- WHAT YOU HAVE TO DO
From the entries below, copy out all lines holding "false".

[[ RECORDS SHOWN, beginning ]]

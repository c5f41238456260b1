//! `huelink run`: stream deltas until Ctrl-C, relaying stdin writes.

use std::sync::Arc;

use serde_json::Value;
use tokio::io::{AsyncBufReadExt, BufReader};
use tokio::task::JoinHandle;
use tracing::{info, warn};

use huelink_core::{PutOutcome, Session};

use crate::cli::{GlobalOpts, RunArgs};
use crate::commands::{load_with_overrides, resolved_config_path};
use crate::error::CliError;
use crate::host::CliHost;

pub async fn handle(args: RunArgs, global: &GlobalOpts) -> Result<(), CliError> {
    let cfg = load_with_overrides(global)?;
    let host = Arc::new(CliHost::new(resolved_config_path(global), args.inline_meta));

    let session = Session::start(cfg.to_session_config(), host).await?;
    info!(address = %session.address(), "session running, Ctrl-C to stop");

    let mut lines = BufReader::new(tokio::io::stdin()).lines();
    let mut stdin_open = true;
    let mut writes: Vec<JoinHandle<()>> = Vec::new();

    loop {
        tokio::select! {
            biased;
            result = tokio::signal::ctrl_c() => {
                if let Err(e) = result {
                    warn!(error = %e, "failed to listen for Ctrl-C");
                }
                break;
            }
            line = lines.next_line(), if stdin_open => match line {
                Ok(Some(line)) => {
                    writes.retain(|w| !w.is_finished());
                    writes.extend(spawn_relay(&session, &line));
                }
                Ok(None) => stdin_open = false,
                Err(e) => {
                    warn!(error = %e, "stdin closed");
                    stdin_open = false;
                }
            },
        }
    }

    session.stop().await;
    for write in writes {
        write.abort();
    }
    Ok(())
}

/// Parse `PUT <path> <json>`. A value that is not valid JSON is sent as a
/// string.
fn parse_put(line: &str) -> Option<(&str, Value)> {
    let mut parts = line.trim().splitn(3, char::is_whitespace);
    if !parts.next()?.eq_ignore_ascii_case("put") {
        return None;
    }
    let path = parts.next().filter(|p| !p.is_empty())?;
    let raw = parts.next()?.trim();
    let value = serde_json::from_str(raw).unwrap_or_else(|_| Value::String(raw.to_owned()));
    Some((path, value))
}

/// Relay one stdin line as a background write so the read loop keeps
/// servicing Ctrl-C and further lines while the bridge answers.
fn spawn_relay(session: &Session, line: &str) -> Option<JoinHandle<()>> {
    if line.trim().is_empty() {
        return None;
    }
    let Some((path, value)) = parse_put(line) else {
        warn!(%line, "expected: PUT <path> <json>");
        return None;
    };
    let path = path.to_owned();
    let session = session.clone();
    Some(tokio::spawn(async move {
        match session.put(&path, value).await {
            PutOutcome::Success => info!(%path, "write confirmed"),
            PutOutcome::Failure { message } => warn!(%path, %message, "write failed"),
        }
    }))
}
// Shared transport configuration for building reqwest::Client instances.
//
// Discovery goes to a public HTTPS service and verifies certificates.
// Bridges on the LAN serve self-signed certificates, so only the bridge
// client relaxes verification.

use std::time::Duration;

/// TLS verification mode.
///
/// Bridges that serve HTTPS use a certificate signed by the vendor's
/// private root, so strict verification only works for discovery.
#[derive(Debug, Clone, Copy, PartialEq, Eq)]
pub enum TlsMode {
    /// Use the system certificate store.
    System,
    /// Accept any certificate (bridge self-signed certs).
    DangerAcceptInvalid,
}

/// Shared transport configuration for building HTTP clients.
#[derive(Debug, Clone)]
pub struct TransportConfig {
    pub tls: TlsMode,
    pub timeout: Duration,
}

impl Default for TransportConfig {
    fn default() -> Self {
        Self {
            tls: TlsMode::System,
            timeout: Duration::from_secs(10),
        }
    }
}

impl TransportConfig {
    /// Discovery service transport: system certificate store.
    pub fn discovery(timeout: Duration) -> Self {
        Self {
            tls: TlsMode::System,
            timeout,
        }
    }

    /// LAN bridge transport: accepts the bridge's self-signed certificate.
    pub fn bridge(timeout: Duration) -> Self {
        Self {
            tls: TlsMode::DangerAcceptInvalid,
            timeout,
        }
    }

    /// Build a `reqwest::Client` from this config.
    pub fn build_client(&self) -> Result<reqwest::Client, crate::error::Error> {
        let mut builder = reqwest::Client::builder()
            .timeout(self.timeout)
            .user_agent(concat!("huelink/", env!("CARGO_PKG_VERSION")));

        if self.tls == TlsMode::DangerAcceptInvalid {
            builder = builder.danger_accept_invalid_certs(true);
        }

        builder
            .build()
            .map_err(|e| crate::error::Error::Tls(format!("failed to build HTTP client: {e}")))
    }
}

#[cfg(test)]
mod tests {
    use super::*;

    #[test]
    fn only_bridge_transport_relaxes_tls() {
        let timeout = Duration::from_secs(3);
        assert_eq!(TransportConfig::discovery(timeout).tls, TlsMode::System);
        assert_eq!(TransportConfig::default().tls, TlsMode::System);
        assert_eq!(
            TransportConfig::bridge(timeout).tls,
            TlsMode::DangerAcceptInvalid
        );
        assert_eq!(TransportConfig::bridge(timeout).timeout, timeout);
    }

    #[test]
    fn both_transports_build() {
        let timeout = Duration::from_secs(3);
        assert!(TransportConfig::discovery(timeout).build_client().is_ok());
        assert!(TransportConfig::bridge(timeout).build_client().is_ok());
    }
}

[[ RECORDS SHOWN, end ]]
[[ RECORDS SHOWN, beginning ]]

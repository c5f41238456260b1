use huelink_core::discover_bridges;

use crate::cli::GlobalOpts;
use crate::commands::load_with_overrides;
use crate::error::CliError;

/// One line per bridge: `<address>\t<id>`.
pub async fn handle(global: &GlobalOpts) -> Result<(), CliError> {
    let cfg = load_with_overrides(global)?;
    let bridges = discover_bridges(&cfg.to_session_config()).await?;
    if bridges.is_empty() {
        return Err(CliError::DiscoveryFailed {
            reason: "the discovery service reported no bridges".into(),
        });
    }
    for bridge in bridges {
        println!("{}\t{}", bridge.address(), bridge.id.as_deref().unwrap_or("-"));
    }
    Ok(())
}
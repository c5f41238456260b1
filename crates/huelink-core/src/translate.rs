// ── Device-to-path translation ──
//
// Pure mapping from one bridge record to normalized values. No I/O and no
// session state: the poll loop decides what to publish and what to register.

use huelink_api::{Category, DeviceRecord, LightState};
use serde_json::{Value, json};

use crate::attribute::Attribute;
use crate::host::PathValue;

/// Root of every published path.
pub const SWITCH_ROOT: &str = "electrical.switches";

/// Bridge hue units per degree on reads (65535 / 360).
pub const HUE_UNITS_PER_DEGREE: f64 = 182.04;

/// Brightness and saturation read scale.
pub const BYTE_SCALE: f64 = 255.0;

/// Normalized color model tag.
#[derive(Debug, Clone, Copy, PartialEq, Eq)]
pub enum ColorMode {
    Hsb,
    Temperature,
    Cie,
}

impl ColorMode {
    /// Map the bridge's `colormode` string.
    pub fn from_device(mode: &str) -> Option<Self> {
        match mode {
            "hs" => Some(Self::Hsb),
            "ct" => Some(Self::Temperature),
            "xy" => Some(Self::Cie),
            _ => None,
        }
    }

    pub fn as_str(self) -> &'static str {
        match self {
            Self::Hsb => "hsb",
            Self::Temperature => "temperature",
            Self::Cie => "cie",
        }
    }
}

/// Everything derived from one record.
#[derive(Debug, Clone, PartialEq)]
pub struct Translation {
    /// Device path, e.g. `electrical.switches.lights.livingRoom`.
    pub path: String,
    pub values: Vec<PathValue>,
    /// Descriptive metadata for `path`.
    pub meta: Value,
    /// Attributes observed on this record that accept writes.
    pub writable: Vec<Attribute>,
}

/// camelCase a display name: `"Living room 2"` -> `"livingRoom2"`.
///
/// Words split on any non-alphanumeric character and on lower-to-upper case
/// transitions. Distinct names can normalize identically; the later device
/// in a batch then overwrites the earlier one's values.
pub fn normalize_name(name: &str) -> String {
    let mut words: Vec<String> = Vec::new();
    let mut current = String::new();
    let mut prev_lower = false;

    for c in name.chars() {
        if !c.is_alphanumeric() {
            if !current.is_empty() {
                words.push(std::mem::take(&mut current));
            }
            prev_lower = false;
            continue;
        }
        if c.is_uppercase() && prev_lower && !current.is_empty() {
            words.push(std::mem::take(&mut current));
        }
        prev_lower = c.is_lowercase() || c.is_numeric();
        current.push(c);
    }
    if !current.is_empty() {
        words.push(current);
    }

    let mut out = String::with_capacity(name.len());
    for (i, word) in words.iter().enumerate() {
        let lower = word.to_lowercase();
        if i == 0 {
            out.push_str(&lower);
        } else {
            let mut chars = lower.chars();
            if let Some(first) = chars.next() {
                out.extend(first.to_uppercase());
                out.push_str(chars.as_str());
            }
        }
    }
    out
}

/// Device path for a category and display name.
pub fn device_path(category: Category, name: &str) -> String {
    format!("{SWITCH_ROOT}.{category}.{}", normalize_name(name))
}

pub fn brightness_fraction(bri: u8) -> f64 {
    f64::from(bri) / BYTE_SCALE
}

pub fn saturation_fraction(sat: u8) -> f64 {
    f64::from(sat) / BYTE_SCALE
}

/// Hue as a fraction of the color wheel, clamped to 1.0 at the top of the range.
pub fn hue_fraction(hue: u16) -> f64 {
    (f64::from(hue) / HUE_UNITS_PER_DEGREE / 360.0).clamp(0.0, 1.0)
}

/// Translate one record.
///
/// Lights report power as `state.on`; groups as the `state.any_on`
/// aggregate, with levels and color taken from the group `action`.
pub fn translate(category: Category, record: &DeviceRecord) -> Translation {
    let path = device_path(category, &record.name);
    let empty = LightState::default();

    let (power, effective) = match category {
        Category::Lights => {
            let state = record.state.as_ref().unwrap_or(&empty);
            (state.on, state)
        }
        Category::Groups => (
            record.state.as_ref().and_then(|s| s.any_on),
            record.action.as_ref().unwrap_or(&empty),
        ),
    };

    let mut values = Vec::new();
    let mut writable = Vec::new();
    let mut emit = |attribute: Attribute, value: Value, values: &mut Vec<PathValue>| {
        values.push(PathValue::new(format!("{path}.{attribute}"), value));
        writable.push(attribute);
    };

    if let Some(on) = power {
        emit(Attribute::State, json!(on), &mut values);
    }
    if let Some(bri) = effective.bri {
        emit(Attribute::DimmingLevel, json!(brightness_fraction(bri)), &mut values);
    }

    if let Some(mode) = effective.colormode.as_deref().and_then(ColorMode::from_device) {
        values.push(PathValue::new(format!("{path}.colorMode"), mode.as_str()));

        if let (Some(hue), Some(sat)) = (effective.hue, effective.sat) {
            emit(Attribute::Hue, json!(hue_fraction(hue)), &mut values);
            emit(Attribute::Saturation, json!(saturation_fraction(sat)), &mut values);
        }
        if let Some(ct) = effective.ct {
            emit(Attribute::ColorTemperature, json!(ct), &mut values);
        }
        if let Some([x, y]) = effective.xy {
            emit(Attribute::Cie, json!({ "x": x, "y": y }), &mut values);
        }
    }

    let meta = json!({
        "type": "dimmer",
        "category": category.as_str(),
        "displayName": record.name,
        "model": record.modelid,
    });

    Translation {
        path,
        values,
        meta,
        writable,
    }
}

[[ RECORDS SHOWN, end ]]

- RESPONSE AREA
                Ok(None) => stdin_open = false,
                    stdin_open = false;
    let mut prev_lower = false;
            prev_lower = false;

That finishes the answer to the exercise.